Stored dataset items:
BEGIN

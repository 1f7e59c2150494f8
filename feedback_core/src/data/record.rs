use std::fmt;

use chrono::{DateTime, Utc};
use serde::{Deserialize, Serialize};
use serde_json::Value;
use thiserror::Error;

/// The highest number of stars a category can be given.
pub const MAX_RATING: u8 = 5;

/// A star rating from 0 to `MAX_RATING`, where 0 means the category was left
/// unrated.
#[derive(Debug, Default, PartialEq, Eq, PartialOrd, Ord, Hash, Copy, Clone, Serialize, Deserialize)]
#[serde(try_from = "i64", into = "u8")]
pub struct Rating(u8);

#[derive(Error, Debug, PartialEq, Eq)]
#[error("Rating must be between 0 and {MAX_RATING}, got {0}.")]
pub struct RatingOutOfRange(pub i64);

impl Rating {
    pub const UNRATED: Rating = Rating(0);

    pub fn new(stars: u8) -> Result<Self, RatingOutOfRange> {
        Self::try_from(i64::from(stars))
    }

    pub fn get(self) -> u8 {
        self.0
    }

    pub fn is_rated(self) -> bool {
        self.0 > 0
    }

    /// Renders the rating as filled and empty stars, e.g. "★★★☆☆".
    pub fn stars(self) -> String {
        let filled = usize::from(self.0);
        let empty = usize::from(MAX_RATING - self.0);
        format!("{}{}", "★".repeat(filled), "☆".repeat(empty))
    }
}

impl TryFrom<i64> for Rating {
    type Error = RatingOutOfRange;

    fn try_from(value: i64) -> Result<Self, Self::Error> {
        match u8::try_from(value) {
            Ok(stars) if stars <= MAX_RATING => Ok(Rating(stars)),
            _ => Err(RatingOutOfRange(value)),
        }
    }
}

impl From<Rating> for u8 {
    fn from(rating: Rating) -> Self {
        rating.0
    }
}

impl fmt::Display for Rating {
    fn fmt(&self, f: &mut fmt::Formatter<'_>) -> fmt::Result {
        write!(f, "{}/{}", self.0, MAX_RATING)
    }
}

/// The in-progress answer for a single category on the form.
#[derive(Debug, Default, PartialEq, Eq, Clone)]
pub struct CategoryResponse {
    pub rating: Rating,
    pub comment: String,
}

/// Who is giving the feedback.
#[derive(Debug, Default, PartialEq, Eq, Clone, Serialize, Deserialize)]
#[serde(rename_all = "camelCase")]
pub struct SubmitterInfo {
    pub name: String,
    pub designation: String,
    #[serde(default, skip_serializing_if = "Option::is_none")]
    pub additional_comment: Option<String>,
}

/// The persisted answer for a single category.
#[derive(Debug, PartialEq, Eq, Clone, Serialize, Deserialize)]
#[serde(rename_all = "camelCase")]
pub struct AreaFeedback {
    pub area_id: String,
    pub rating: Rating,
    pub comment: String,
}

/// The body of a feedback document as it is written to the store. The store
/// assigns the id on creation.
#[derive(Debug, PartialEq, Eq, Clone, Serialize, Deserialize)]
#[serde(rename_all = "camelCase")]
pub struct FeedbackDocument {
    pub submitter: SubmitterInfo,
    /// One entry per configured category, in configured order.
    pub feedback: Vec<AreaFeedback>,
    #[serde(with = "iso_millis")]
    pub submitted_at: DateTime<Utc>,
}

impl FeedbackDocument {
    pub fn to_json(&self) -> Result<Value, RecordError> {
        serde_json::to_value(self).map_err(|e| RecordError::Encode(e.to_string()))
    }
}

/// A submission that was read back from the store.
#[derive(Debug, PartialEq, Eq, Clone)]
pub struct FeedbackRecord {
    pub id: String,
    pub submitter: SubmitterInfo,
    pub feedback: Vec<AreaFeedback>,
    pub submitted_at: DateTime<Utc>,
}

#[derive(Error, Debug, PartialEq, Eq)]
pub enum RecordError {
    #[error("Document has no id.")]
    MissingId,
    #[error("Document `{id}` is malformed: {reason}")]
    Malformed { id: String, reason: String },
    #[error("Unable to encode feedback document: {0}")]
    Encode(String),
}

impl FeedbackRecord {
    /// Builds a record from a raw document read from the store. Every field of
    /// `FeedbackDocument` must be present with the right shape; anything else
    /// is rejected rather than surfacing half-filled records.
    pub fn from_document(id: String, data: Value) -> Result<Self, RecordError> {
        if id.is_empty() {
            return Err(RecordError::MissingId);
        }
        let document: FeedbackDocument = match serde_json::from_value(data) {
            Ok(document) => document,
            Err(e) => return Err(RecordError::Malformed { id, reason: e.to_string() }),
        };
        Ok(Self::with_id(id, document))
    }

    pub fn with_id(id: String, document: FeedbackDocument) -> Self {
        let FeedbackDocument { submitter, feedback, submitted_at } = document;
        Self { id, submitter, feedback, submitted_at }
    }

    pub fn area(&self, area_id: &str) -> Option<&AreaFeedback> {
        self.feedback.iter().find(|area| area.area_id == area_id)
    }
}

/// Timestamps are stored as RFC 3339 strings with exactly millisecond
/// precision so that the store's lexicographic order is chronological.
mod iso_millis {
    use chrono::{DateTime, SecondsFormat, Utc};
    use serde::{de::Error as _, Deserialize, Deserializer, Serializer};

    pub fn serialize<S: Serializer>(dt: &DateTime<Utc>, serializer: S) -> Result<S::Ok, S::Error> {
        serializer.serialize_str(&dt.to_rfc3339_opts(SecondsFormat::Millis, true))
    }

    pub fn deserialize<'de, D>(deserializer: D) -> Result<DateTime<Utc>, D::Error>
    where
        D: Deserializer<'de>,
    {
        let raw = String::deserialize(deserializer)?;
        DateTime::parse_from_rfc3339(&raw)
            .map(|dt| dt.with_timezone(&Utc))
            .map_err(|e| D::Error::custom(format!("invalid submittedAt `{raw}`: {e}")))
    }
}
//! The seam between the application flows and the hosted backend. The flows
//! only ever talk to a `FeedbackStore` and an `AuthService`, so a backend can
//! be swapped for the in-process `MemoryBackend` in tests.

pub mod firebase;
pub mod firestore;
pub mod memory;

use std::fmt;

use serde_json::Value;
use thiserror::Error;
use tokio::sync::watch;

pub use firebase::FirebaseBackend;
pub use memory::MemoryBackend;

/// The collection that feedback documents live in.
pub const FEEDBACK_COLLECTION: &str = "feedback";
/// The document field that submissions are ordered by.
pub const SUBMITTED_AT_FIELD: &str = "submittedAt";

/// A signed-in account, as reported by the auth service.
#[derive(PartialEq, Eq, Clone)]
pub struct User {
    pub uid: String,
    pub email: String,
    /// Bearer token proving the sign-in to the store.
    pub id_token: String,
}

impl fmt::Debug for User {
    fn fmt(&self, f: &mut fmt::Formatter<'_>) -> fmt::Result {
        f.debug_struct("User")
            .field("uid", &self.uid)
            .field("email", &self.email)
            .field("id_token", &"<redacted>")
            .finish()
    }
}

/// Who the current caller is. Passed explicitly to every store call that
/// needs authorization.
#[derive(Debug, Default, PartialEq, Eq, Clone)]
pub struct Session {
    user: Option<User>,
}

impl Session {
    pub fn signed_out() -> Self {
        Self { user: None }
    }

    pub fn signed_in(user: User) -> Self {
        Self { user: Some(user) }
    }

    pub fn user(&self) -> Option<&User> {
        self.user.as_ref()
    }

    pub fn is_signed_in(&self) -> bool {
        self.user.is_some()
    }

    pub fn id_token(&self) -> Option<&str> {
        self.user.as_ref().map(|user| user.id_token.as_str())
    }
}

/// A document as stored in a collection, before any shape checking.
#[derive(Debug, PartialEq, Clone)]
pub struct StoredDocument {
    pub id: String,
    pub data: Value,
}

#[derive(Debug, PartialEq, Eq, Clone, Copy)]
pub enum Direction {
    Ascending,
    Descending,
}

/// Defines the document operations that the flows need from the store.
pub trait FeedbackStore {
    /// Creates a new document in the collection, returning the id that the
    /// store assigned to it. The write is a single atomic creation.
    async fn create_document(&self, collection: &str, data: Value) -> Result<String, BackendError>;

    /// Reads every document in the collection, ordered by the given field.
    /// Documents that compare equal keep the order they were created in.
    async fn query_ordered(
        &self,
        session: &Session,
        collection: &str,
        order_by: &str,
        direction: Direction,
    ) -> Result<Vec<StoredDocument>, BackendError>;
}

/// Defines the account operations that the flows need from the auth service.
pub trait AuthService {
    async fn sign_in(&self, email: &str, password: &str) -> Result<User, BackendError>;

    async fn sign_out(&self) -> Result<(), BackendError>;

    /// Subscribes to changes of the signed-in user. The returned handle
    /// reports the current user immediately and every change after that.
    fn subscribe(&self) -> AuthSubscription;
}

/// A live subscription to auth state changes. Dropping the handle or calling
/// `unsubscribe` ends the subscription.
#[derive(Debug)]
pub struct AuthSubscription {
    receiver: Option<watch::Receiver<Option<User>>>,
}

impl AuthSubscription {
    pub fn new(receiver: watch::Receiver<Option<User>>) -> Self {
        Self { receiver: Some(receiver) }
    }

    /// The most recently pushed user, marking it as seen.
    pub fn current(&mut self) -> Option<User> {
        self.receiver.as_mut().and_then(|receiver| receiver.borrow_and_update().clone())
    }

    /// Whether a change was pushed that has not been seen through `current`
    /// or `changed` yet.
    pub fn has_pending(&self) -> bool {
        self.receiver.as_ref().is_some_and(|receiver| receiver.has_changed().unwrap_or(false))
    }

    /// Waits for the next pushed change and returns the new user. Returns
    /// `None` once the subscription has ended, either because it was
    /// unsubscribed or because the auth service went away.
    pub async fn changed(&mut self) -> Option<Option<User>> {
        let receiver = self.receiver.as_mut()?;
        match receiver.changed().await {
            Ok(()) => Some(receiver.borrow_and_update().clone()),
            Err(_) => {
                self.receiver = None;
                None
            }
        }
    }

    pub fn unsubscribe(&mut self) {
        self.receiver = None;
    }

    pub fn is_active(&self) -> bool {
        self.receiver.is_some()
    }
}

/// Error codes that the auth service can reject a sign-in with.
#[derive(Debug, PartialEq, Eq, Clone)]
pub enum AuthErrorCode {
    InvalidCredential,
    TooManyRequests,
    UserDisabled,
    Other(String),
}

impl fmt::Display for AuthErrorCode {
    fn fmt(&self, f: &mut fmt::Formatter<'_>) -> fmt::Result {
        match self {
            AuthErrorCode::InvalidCredential => f.write_str("auth/invalid-credential"),
            AuthErrorCode::TooManyRequests => f.write_str("auth/too-many-requests"),
            AuthErrorCode::UserDisabled => f.write_str("auth/user-disabled"),
            AuthErrorCode::Other(code) => write!(f, "auth/{code}"),
        }
    }
}

/// Error type for every call to the backend. These are for operators; the
/// flows translate them into messages fit for end users.
#[derive(Error, Debug, PartialEq, Eq, Clone)]
pub enum BackendError {
    #[error("Authentication rejected: {0}")]
    Auth(AuthErrorCode),
    #[error("Permission denied: {0}")]
    PermissionDenied(String),
    #[error("Unable to reach the backend: {0}")]
    Network(String),
    #[error("Backend responded with status {status}: {message}")]
    Status { status: u16, message: String },
    #[error("Unexpected backend response: {0}")]
    Malformed(String),
}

END

Every line of the records that includes the word "watch" should be gathered.

use tokio::sync::watch;
    receiver: Option<watch::Receiver<Option<User>>>,
    pub fn new(receiver: watch::Receiver<Option<User>>) -> Self {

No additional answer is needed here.